GIVEN RECORDS =>

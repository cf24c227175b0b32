use std::fmt;
use std::io;

use chatrelay_frame::FrameError;
use chatrelay_peer::PeerError;
use chatrelay_transport::TransportError;

pub const SUCCESS: i32 = 0;
pub const FAILURE: i32 = 1;
pub const TRANSPORT_ERROR: i32 = 3;
pub const PERMISSION_DENIED: i32 = 50;
pub const DATA_INVALID: i32 = 60;
pub const USAGE: i32 = 64;
pub const TIMEOUT: i32 = 124;
pub const INTERNAL: i32 = 125;

pub type CliResult<T> = Result<T, CliError>;

#[derive(Debug)]
pub struct CliError {
    pub code: i32,
    pub message: String,
}

impl CliError {
    pub fn new(code: i32, message: impl Into<String>) -> Self {
        Self {
            code,
            message: message.into(),
        }
    }
}

impl fmt::Display for CliError {
    fn fmt(&self, f: &mut fmt::Formatter<'_>) -> fmt::Result {
        write!(f, "{}", self.message)
    }
}

impl std::error::Error for CliError {}

pub fn io_error(context: &str, err: io::Error) -> CliError {
    let code = match err.kind() {
        io::ErrorKind::PermissionDenied => PERMISSION_DENIED,
        io::ErrorKind::TimedOut | io::ErrorKind::WouldBlock => TIMEOUT,
        io::ErrorKind::ConnectionRefused
        | io::ErrorKind::ConnectionReset
        | io::ErrorKind::AddrInUse
        | io::ErrorKind::AddrNotAvailable => TRANSPORT_ERROR,
        _ => INTERNAL,
    };
    CliError::new(code, format!("{context}: {err}"))
}

pub fn transport_error(context: &str, err: TransportError) -> CliError {
    match err {
        TransportError::Bind { source, .. }
        | TransportError::Connect { source, .. }
        | TransportError::Accept(source)
        | TransportError::Poll(source)
        | TransportError::Io(source) => io_error(context, source),
        other => CliError::new(TRANSPORT_ERROR, format!("{context}: {other}")),
    }
}

pub fn frame_error(context: &str, err: FrameError) -> CliError {
    match err {
        FrameError::Io(source) => io_error(context, source),
        FrameError::PayloadTooLarge { .. } | FrameError::InvalidUtf8(_) => {
            CliError::new(DATA_INVALID, format!("{context}: {err}"))
        }
        FrameError::ConnectionClosed => CliError::new(FAILURE, format!("{context}: {err}")),
    }
}

pub fn peer_error(context: &str, err: PeerError) -> CliError {
    match err {
        PeerError::Transport(err) => transport_error(context, err),
        PeerError::ConnectFailed { addr, source } => {
            transport_error(&format!("{context} ({addr})"), source)
        }
        PeerError::Frame(err) => frame_error(context, err),
        PeerError::Console(err) => io_error(context, err),
        PeerError::HandshakeFailed(_) => CliError::new(DATA_INVALID, format!("{context}: {err}")),
        PeerError::Timeout(_) => CliError::new(TIMEOUT, format!("{context}: {err}")),
        PeerError::Disconnected(_) => CliError::new(FAILURE, format!("{context}: {err}")),
        other => CliError::new(INTERNAL, format!("{context}: {other}")),
    }
}

#[cfg(test)]
mod tests {
    use super::*;

    #[test]
    fn refused_connection_is_transport_error() {
        let err = PeerError::ConnectFailed {
            addr: "127.0.0.1:1".to_string(),
            source: TransportError::Connect {
                addr: "127.0.0.1:1".to_string(),
                source: io::Error::from(io::ErrorKind::ConnectionRefused),
            },
        };
        let cli = peer_error("connect failed", err);
        assert_eq!(cli.code, TRANSPORT_ERROR);
        assert!(cli.message.contains("127.0.0.1:1"));
    }

    #[test]
    fn handshake_and_timeout_codes() {
        let rejected = peer_error("join", PeerError::HandshakeFailed("bad".to_string()));
        assert_eq!(rejected.code, DATA_INVALID);

        let slow = peer_error("join", PeerError::Timeout(std::time::Duration::from_secs(1)));
        assert_eq!(slow.code, TIMEOUT);
    }

    #[test]
    fn frame_timeout_maps_to_timeout() {
        let err = FrameError::Io(io::Error::from(io::ErrorKind::WouldBlock));
        assert_eq!(frame_error("read", err).code, TIMEOUT);
    }
}
fn main() {
    if let Ok(target) = std::env::var("TARGET") {
        println!("cargo:rustc-env=CHATRELAY_BUILD_TARGET={target}");
    }
    if let Ok(profile) = std::env::var("PROFILE") {
        println!("cargo:rustc-env=CHATRELAY_BUILD_PROFILE={profile}");
    }
    println!("cargo:rerun-if-env-changed=TARGET");
    println!("cargo:rerun-if-env-changed=PROFILE");
}
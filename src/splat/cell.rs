//! Per-cell weight synthesis, fallback and normalization.

use crate::grid::WorldPoint;
use crate::zones::PreparedZone;

/// Default below which a cell's total influence counts as "no zone here".
pub const FALLBACK_THRESHOLD: f32 = 0.01;

/// Assignment used for cells no zone meaningfully covers.
#[derive(Clone, Copy, Debug, PartialEq, Eq)]
pub enum Fallback {
    /// First zone in list order targeting layer 0
    Zone(usize),
    /// No zone targets layer 0; layer 0 is set directly
    Layer0,
}

impl Fallback {
    /// Pick the fallback for a zone list. The choice is the same for every cell.
    pub fn resolve(zones: &[PreparedZone]) -> Self {
        zones
            .iter()
            .position(|z| z.layer == 0)
            .map(Fallback::Zone)
            .unwrap_or(Fallback::Layer0)
    }

    /// Output layer the fallback paints. Both variants paint layer 0; the zone
    /// index only records which zone stood in for the uncovered cells.
    pub fn layer(&self) -> usize {
        0
    }
}

/// Outcome of resolving one cell.
#[derive(Clone, Copy, Debug, PartialEq)]
pub struct CellOutcome {
    /// Raw total used for normalization
    pub total: f64,
    /// Whether the fallback assignment was written
    pub used_fallback: bool,
}

/// Fill `raw` with each zone's raw weight at `p` and return the total over
/// zones that count toward normalization.
/// Summed in f64 so strengths near `f32::MAX` cannot overflow the total.
#[inline]
fn raw_weights(zones: &[PreparedZone], p: WorldPoint, raw: &mut [f32]) -> f64 {
    let mut total = 0.0f64;
    for (zone, slot) in zones.iter().zip(raw.iter_mut()) {
        *slot = zone.raw_weight(p);
        if zone.counts {
            total += *slot as f64;
        }
    }
    total
}

/// Write the normalized weights for one cell into `out` (one slot per layer).
///
/// `raw` is scratch space with one slot per zone and holds the raw weights
/// afterwards.
pub fn resolve_cell(
    zones: &[PreparedZone],
    p: WorldPoint,
    threshold: f32,
    fallback: Fallback,
    raw: &mut [f32],
    out: &mut [f32],
) -> CellOutcome {
    let total = raw_weights(zones, p, raw);
    out.fill(0.0);

    if total < threshold as f64 {
        // layer 0 always exists once the grid passed its checks
        out[fallback.layer()] = 1.0;
        return CellOutcome { total, used_fallback: true };
    }

    for (zone, &w) in zones.iter().zip(raw.iter()) {
        if zone.writes {
            out[zone.layer] += (w as f64 / total) as f32;
        }
    }
    CellOutcome { total, used_fallback: false }
}

#[cfg(test)]
mod tests {
    use super::*;
    use crate::grid::TerrainGrid;
    use crate::zones::{prepare_zones, BiomeZone, LayerOverflow};

    fn prepared(zones: &[BiomeZone], layers: usize, overflow: LayerOverflow) -> Vec<PreparedZone> {
        let grid = TerrainGrid::new(8, 8, (0.0, 0.0), (100.0, 100.0), layers);
        prepare_zones(&grid, zones, overflow).0
    }

    #[test]
    fn test_fallback_prefers_first_layer0_zone() {
        let zones = prepared(
            &[
                BiomeZone::new("rock", 2, (0.0, 0.0), 5.0),
                BiomeZone::new("sand", 0, (0.0, 0.0), 5.0),
                BiomeZone::new("silt", 0, (0.0, 0.0), 5.0),
            ],
            3,
            LayerOverflow::Exclude,
        );
        assert_eq!(Fallback::resolve(&zones), Fallback::Zone(1));

        let rockonly = prepared(&[BiomeZone::new("rock", 2, (0.0, 0.0), 5.0)], 3, LayerOverflow::Exclude);
        assert_eq!(Fallback::resolve(&rockonly), Fallback::Layer0);
        assert_eq!(Fallback::resolve(&[]), Fallback::Layer0);
    }

    #[test]
    fn test_shared_layer_accumulates() {
        let zones = prepared(
            &[
                BiomeZone::new("a", 1, (40.0, 50.0), 20.0),
                BiomeZone::new("b", 1, (60.0, 50.0), 20.0),
                BiomeZone::new("c", 0, (50.0, 50.0), 20.0),
            ],
            2,
            LayerOverflow::Exclude,
        );
        let mut raw = vec![0.0; 3];
        let mut out = vec![0.0; 2];
        let outcome = resolve_cell(&zones, (50.0, 50.0), FALLBACK_THRESHOLD, Fallback::resolve(&zones), &mut raw, &mut out);
        assert!(!outcome.used_fallback);
        assert!((outcome.total - 2.0).abs() < 1e-6);
        // a and b each 0.5, c is 1.0
        assert!((out[1] - 0.5).abs() < 1e-6);
        assert!((out[0] - 0.5).abs() < 1e-6);
    }

    #[test]
    fn test_empty_region_uses_fallback() {
        let zones = prepared(&[BiomeZone::new("rock", 2, (0.0, 0.0), 5.0)], 3, LayerOverflow::Exclude);
        let mut raw = vec![0.0; 1];
        let mut out = vec![0.7; 3];
        let outcome = resolve_cell(&zones, (90.0, 90.0), FALLBACK_THRESHOLD, Fallback::Layer0, &mut raw, &mut out);
        assert!(outcome.used_fallback);
        assert_eq!(out, vec![1.0, 0.0, 0.0]);
    }

    #[test]
    fn test_overflow_lossy_vs_exclude() {
        let zones = [
            BiomeZone::new("sand", 0, (50.0, 50.0), 20.0),
            BiomeZone::new("ghost", 4, (50.0, 50.0), 20.0),
        ];
        let mut raw = vec![0.0; 2];
        let mut out = vec![0.0; 2];

        let exclude = prepared(&zones, 2, LayerOverflow::Exclude);
        resolve_cell(&exclude, (50.0, 50.0), FALLBACK_THRESHOLD, Fallback::Zone(0), &mut raw, &mut out);
        assert!((out.iter().sum::<f32>() - 1.0).abs() < 1e-6);

        let lossy = prepared(&zones, 2, LayerOverflow::Lossy);
        resolve_cell(&lossy, (50.0, 50.0), FALLBACK_THRESHOLD, Fallback::Zone(0), &mut raw, &mut out);
        assert!((out[0] - 0.5).abs() < 1e-6);
        assert!((out.iter().sum::<f32>() - 0.5).abs() < 1e-6);
    }

    #[test]
    fn test_out_of_range_only_falls_back_when_excluded() {
        let zones = prepared(&[BiomeZone::new("ghost", 9, (50.0, 50.0), 20.0)], 2, LayerOverflow::Exclude);
        let mut raw = vec![0.0; 1];
        let mut out = vec![0.0; 2];
        assert!(resolve_cell(&zones, (50.0, 50.0), FALLBACK_THRESHOLD, Fallback::Layer0, &mut raw, &mut out).used_fallback);
        assert_eq!(out, vec![1.0, 0.0]);
    }

    #[test]
    fn test_huge_strengths_still_normalize() {
        let zones = prepared(
            &[
                BiomeZone::new("sand", 0, (50.0, 50.0), 500.0).with_strength(3.0e38),
                BiomeZone::new("rock", 1, (50.0, 50.0), 500.0).with_strength(3.0e38),
            ],
            2,
            LayerOverflow::Exclude,
        );
        let mut raw = vec![0.0; 2];
        let mut out = vec![0.0; 2];
        let outcome = resolve_cell(&zones, (50.0, 50.0), FALLBACK_THRESHOLD, Fallback::resolve(&zones), &mut raw, &mut out);
        assert!(!outcome.used_fallback);
        assert!(outcome.total.is_finite());
        assert!((out[0] - 0.5).abs() < 1e-6);
        assert!((out[1] - 0.5).abs() < 1e-6);
    }

    #[test]
    fn test_fallback_paints_layer0() {
        assert_eq!(Fallback::Zone(3).layer(), 0);
        assert_eq!(Fallback::Layer0.layer(), 0);
    }
}
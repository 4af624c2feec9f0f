//! Seabed height sculpting.
//!
//! Starts from a flat continental shelf and carves radial features into it:
//! shallow reefs, deep trenches and underwater mountains. Each feature pulls
//! heights toward its target with a smoothstep falloff, applied in list order
//! so later features win where they overlap.
//!
//! Heights are normalized depths in [0, 1].

use noise::{NoiseFn, Perlin, Seedable};
use rayon::prelude::*;
use serde::{Deserialize, Serialize};

use crate::tilemap::Tilemap;

/// Feature radii are authored against a 200-cell reference resolution.
pub const REFERENCE_RESOLUTION: f32 = 200.0;

#[derive(Clone, Copy, Debug, PartialEq, Eq, Serialize, Deserialize)]
#[serde(rename_all = "snake_case")]
pub enum FeatureKind {
    Reef,
    Trench,
    Mountain,
}

/// A radial feature placed in normalized map coordinates.
#[derive(Clone, Debug, PartialEq, Serialize, Deserialize)]
pub struct SeabedFeature {
    pub kind: FeatureKind,
    /// Center as a fraction of the map extent (0-1 on each axis)
    pub center: (f32, f32),
    /// Radius in reference units; scaled by `width / 200`
    pub radius: f32,
}

impl SeabedFeature {
    pub fn new(kind: FeatureKind, center: (f32, f32), radius: f32) -> Self {
        Self { kind, center, radius }
    }
}

/// Seabed sculpting parameters
#[derive(Clone, Debug, PartialEq, Serialize, Deserialize)]
#[serde(default)]
pub struct SculptParams {
    /// Continental shelf depth everywhere before features (0.1-1.0)
    pub base_depth: f32,
    /// Target depth of coral reef zones (0.05-0.25)
    pub reef_depth: f32,
    /// Target depth of trenches (0.4-0.8)
    pub trench_depth: f32,
    /// Target height of underwater mountains (0.1-0.4)
    pub mountain_height: f32,
    /// Features applied in order over the shelf
    pub features: Vec<SeabedFeature>,
    /// Amplitude of fbm detail added after carving (0 disables)
    pub detail_amplitude: f32,
    /// Detail noise frequency across the whole map
    pub detail_frequency: f64,
    /// Seed for the detail noise
    pub seed: u64,
}

impl Default for SculptParams {
    fn default() -> Self {
        Self {
            base_depth: 0.3,
            reef_depth: 0.15,
            trench_depth: 0.7,
            mountain_height: 0.2,
            features: ocean_floor_layout(30.0, 25.0, 40.0),
            detail_amplitude: 0.0,
            detail_frequency: 8.0,
            seed: 0,
        }
    }
}

impl SculptParams {
    fn target(&self, kind: FeatureKind) -> f32 {
        match kind {
            FeatureKind::Reef => self.reef_depth,
            FeatureKind::Trench => self.trench_depth,
            FeatureKind::Mountain => self.mountain_height,
        }
    }
}

/// The stock layout: six reefs, two trenches, two mountains.
pub fn ocean_floor_layout(reef_radius: f32, trench_radius: f32, mountain_radius: f32) -> Vec<SeabedFeature> {
    use FeatureKind::*;
    vec![
        // northeast corner
        SeabedFeature::new(Reef, (0.8, 0.8), reef_radius),
        // southwest peninsula
        SeabedFeature::new(Reef, (0.3, 0.4), reef_radius * 0.8),
        // western barrier
        SeabedFeature::new(Reef, (0.1, 0.6), reef_radius),
        // eastern atoll
        SeabedFeature::new(Reef, (0.75, 0.3), reef_radius * 0.7),
        // southern scatter
        SeabedFeature::new(Reef, (0.6, 0.2), reef_radius * 0.5),
        SeabedFeature::new(Reef, (0.4, 0.3), reef_radius * 0.5),
        // northwest deep, southeast abyss
        SeabedFeature::new(Trench, (0.3, 0.7), trench_radius),
        SeabedFeature::new(Trench, (0.7, 0.4), trench_radius),
        // central peak, eastern ridge
        SeabedFeature::new(Mountain, (0.5, 0.5), mountain_radius),
        SeabedFeature::new(Mountain, (0.65, 0.7), mountain_radius * 0.7),
    ]
}

/// A feature resolved to cell coordinates.
struct CarveStamp {
    cx: f32,
    cy: f32,
    radius: f32,
    target: f32,
}

/// Sculpt a `width × height` seabed heightmap.
pub fn sculpt_seabed(width: usize, height: usize, params: &SculptParams) -> Tilemap<f32> {
    let mut heights = Tilemap::new_with(width, height, params.base_depth);
    if width == 0 || height == 0 {
        return heights;
    }

    let stamps: Vec<CarveStamp> = params
        .features
        .iter()
        .filter_map(|f| {
            let radius = (f.radius * width as f32 / REFERENCE_RESOLUTION).round_ties_even();
            if radius <= 0.0 {
                return None;
            }
            Some(CarveStamp {
                cx: (f.center.0 * width as f32).round_ties_even(),
                cy: (f.center.1 * height as f32).round_ties_even(),
                radius,
                target: params.target(f.kind),
            })
        })
        .collect();

    let noise = Perlin::new(1).set_seed(params.seed as u32);
    let add_detail = params.detail_amplitude != 0.0;

    heights
        .as_mut_slice()
        .par_chunks_mut(width)
        .enumerate()
        .for_each(|(y, row)| {
            for (x, h) in row.iter_mut().enumerate() {
                for s in &stamps {
                    let dx = x as f32 - s.cx;
                    let dy = y as f32 - s.cy;
                    let distance = (dx * dx + dy * dy).sqrt();
                    if distance < s.radius {
                        let influence = smooth_step(0.0, 1.0, 1.0 - distance / s.radius);
                        *h = lerp(*h, s.target, influence);
                    }
                }

                if add_detail {
                    let nx = x as f64 * params.detail_frequency / width as f64;
                    let ny = y as f64 * params.detail_frequency / height as f64;
                    let detail = fbm_noise(&noise, nx, ny, 4, 0.5, 2.0) as f32;
                    *h = (*h + detail * params.detail_amplitude).clamp(0.0, 1.0);
                }
            }
        });

    heights
}

fn lerp(a: f32, b: f32, t: f32) -> f32 {
    a + (b - a) * t.clamp(0.0, 1.0)
}

/// Smooth step interpolation (Hermite smoothstep)
fn smooth_step(edge0: f32, edge1: f32, x: f32) -> f32 {
    let t = ((x - edge0) / (edge1 - edge0)).clamp(0.0, 1.0);
    t * t * (3.0 - 2.0 * t)
}

/// Fractional Brownian Motion noise
fn fbm_noise(
    noise: &impl NoiseFn<f64, 2>,
    x: f64,
    y: f64,
    octaves: u32,
    persistence: f64,
    lacunarity: f64,
) -> f64 {
    let mut total = 0.0;
    let mut amplitude = 1.0;
    let mut frequency = 1.0;
    let mut max_value = 0.0;

    for _ in 0..octaves {
        total += amplitude * noise.get([x * frequency, y * frequency]);
        max_value += amplitude;
        amplitude *= persistence;
        frequency *= lacunarity;
    }

    total / max_value
}

#[cfg(test)]
mod tests {
    use super::*;

    fn bare(features: Vec<SeabedFeature>) -> SculptParams {
        SculptParams { features, ..SculptParams::default() }
    }

    #[test]
    fn test_flat_shelf_without_features() {
        let map = sculpt_seabed(32, 32, &bare(Vec::new()));
        assert_eq!(map.min_max(), Some((0.3, 0.3)));
    }

    #[test]
    fn test_feature_center_hits_target() {
        let params = bare(vec![SeabedFeature::new(FeatureKind::Trench, (0.5, 0.5), 50.0)]);
        let map = sculpt_seabed(200, 200, &params);
        assert!((*map.get(100, 100) - 0.7).abs() < 1e-6);
        // radius 50 cells; outside stays on the shelf
        assert_eq!(*map.get(100, 151), 0.3);
        assert_eq!(*map.get(0, 0), 0.3);
        let mid = *map.get(125, 100);
        assert!(mid > 0.3 && mid < 0.7);
    }

    #[test]
    fn test_later_feature_wins() {
        let params = bare(vec![
            SeabedFeature::new(FeatureKind::Trench, (0.5, 0.5), 40.0),
            SeabedFeature::new(FeatureKind::Mountain, (0.5, 0.5), 40.0),
        ]);
        let map = sculpt_seabed(100, 100, &params);
        assert!((*map.get(50, 50) - 0.2).abs() < 1e-6);
    }

    #[test]
    fn test_tiny_radius_ignored() {
        let params = bare(vec![SeabedFeature::new(FeatureKind::Reef, (0.5, 0.5), 0.1)]);
        let map = sculpt_seabed(50, 50, &params);
        assert_eq!(map.min_max(), Some((0.3, 0.3)));
    }

    #[test]
    fn test_default_layout_range() {
        let map = sculpt_seabed(128, 128, &SculptParams::default());
        let (lo, hi) = map.min_max().unwrap();
        assert!(lo >= 0.15 - 1e-6);
        assert!(hi <= 0.7 + 1e-6);
        assert!(hi > 0.6, "trenches should be carved");
    }

    #[test]
    fn test_detail_noise_bounded_and_deterministic() {
        let params = SculptParams { detail_amplitude: 0.05, seed: 9, ..SculptParams::default() };
        let a = sculpt_seabed(64, 64, &params);
        let b = sculpt_seabed(64, 64, &params);
        assert_eq!(a, b);
        let (lo, hi) = a.min_max().unwrap();
        assert!(lo >= 0.0 && hi <= 1.0);
    }
}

WHAT THE EXERCISE ASKS =>
From the records above, copy each line in which the string "message" occurs.

ANSWER SECTION =>
    pub message: String,
    pub fn new(code: i32, message: impl Into<String>) -> Self {
            message: message.into(),
        write!(f, "{}", self.message)
        assert!(cli.message.contains("127.0.0.1:1"));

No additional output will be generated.